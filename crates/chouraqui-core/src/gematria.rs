//! Hebrew-letter numerals for chapter and verse labels.

const ONES: [&str; 10] = ["", "א", "ב", "ג", "ד", "ה", "ו", "ז", "ח", "ט"];
const TENS: [&str; 10] = ["", "י", "כ", "ל", "מ", "נ", "ס", "ע", "פ", "צ"];
const HUNDREDS: [&str; 10] = ["", "ק", "ר", "ש", "ת", "תק", "תר", "תש", "תת", "תתק"];

/// Convert `num` to its gematria spelling.
///
/// 15 and 16 are written טו and טז instead of the regular י+ה and י+ו, which
/// would spell the divine name. Values of 1000 and above fall back to decimal
/// digits; zero renders as an empty string.
pub fn to_hebrew_numeral(num: u32) -> String {
    if num == 0 {
        return String::new();
    }
    if num >= 1000 {
        return num.to_string();
    }

    let mut out = String::new();
    out.push_str(HUNDREDS[(num / 100) as usize]);

    let rest = num % 100;
    match rest {
        15 => out.push_str("טו"),
        16 => out.push_str("טז"),
        _ => {
            out.push_str(TENS[(rest / 10) as usize]);
            out.push_str(ONES[(rest % 10) as usize]);
        }
    }
    out
}

#[cfg(test)]
mod tests {
    use super::*;

    #[test]
    fn single_digits_and_tens() {
        assert_eq!(to_hebrew_numeral(1), "א");
        assert_eq!(to_hebrew_numeral(9), "ט");
        assert_eq!(to_hebrew_numeral(10), "י");
        assert_eq!(to_hebrew_numeral(22), "כב");
    }

    #[test]
    fn fifteen_and_sixteen_avoid_the_divine_name() {
        assert_eq!(to_hebrew_numeral(15), "טו");
        assert_eq!(to_hebrew_numeral(16), "טז");
        assert_eq!(to_hebrew_numeral(115), "קטו");
        assert_eq!(to_hebrew_numeral(116), "קטז");
        assert_eq!(to_hebrew_numeral(17), "יז");
    }

    #[test]
    fn hundreds_compose_with_the_remainder() {
        assert_eq!(to_hebrew_numeral(100), "ק");
        assert_eq!(to_hebrew_numeral(150), "קנ");
        assert_eq!(to_hebrew_numeral(176), "קעו");
        assert_eq!(to_hebrew_numeral(999), "תתקצט");
    }

    #[test]
    fn out_of_range_values() {
        assert_eq!(to_hebrew_numeral(0), "");
        assert_eq!(to_hebrew_numeral(1000), "1000");
    }
}
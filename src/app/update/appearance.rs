use super::super::state::App;
use super::Effect;
use crate::config::ThemeMode;
use tracing::debug;

impl App {
    pub(super) fn handle_toggle_theme(&mut self) {
        self.config.theme = match self.config.theme {
            ThemeMode::Day => ThemeMode::Night,
            ThemeMode::Night => ThemeMode::Day,
        };
        debug!(theme = %self.config.theme, "Toggled theme");
    }

    pub(super) fn handle_window_resized(&mut self, width: f32, height: f32, effects: &mut Vec<Effect>) {
        if (width - self.viewport.width).abs() < f32::EPSILON
            && (height - self.viewport.height).abs() < f32::EPSILON
        {
            return;
        }
        debug!(width, height, "Window resized");
        self.viewport.width = width;
        self.viewport.height = height;
        // Wrapping changes with the width, so the old measurement is void.
        self.viewport.content_height = None;
        self.refresh_scroll(effects);
    }
}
---*---
DIRECTIONS: What the task asks for is a word-for-word repeat of the lines above, from the first through the one containing "const TENS: [&str;".

EXERCISE ANSWER:
filename crates/chouraqui-core/src/gematria.rs
//! Hebrew-letter numerals for chapter and verse labels.

const ONES: [&str; 10] = ["", "א", "ב", "ג", "ד", "ה", "ו", "ז", "ח", "ט"];
const TENS: [&str; 10] = ["", "י", "כ", "ל", "מ", "נ", "ס", "ע", "פ", "צ"];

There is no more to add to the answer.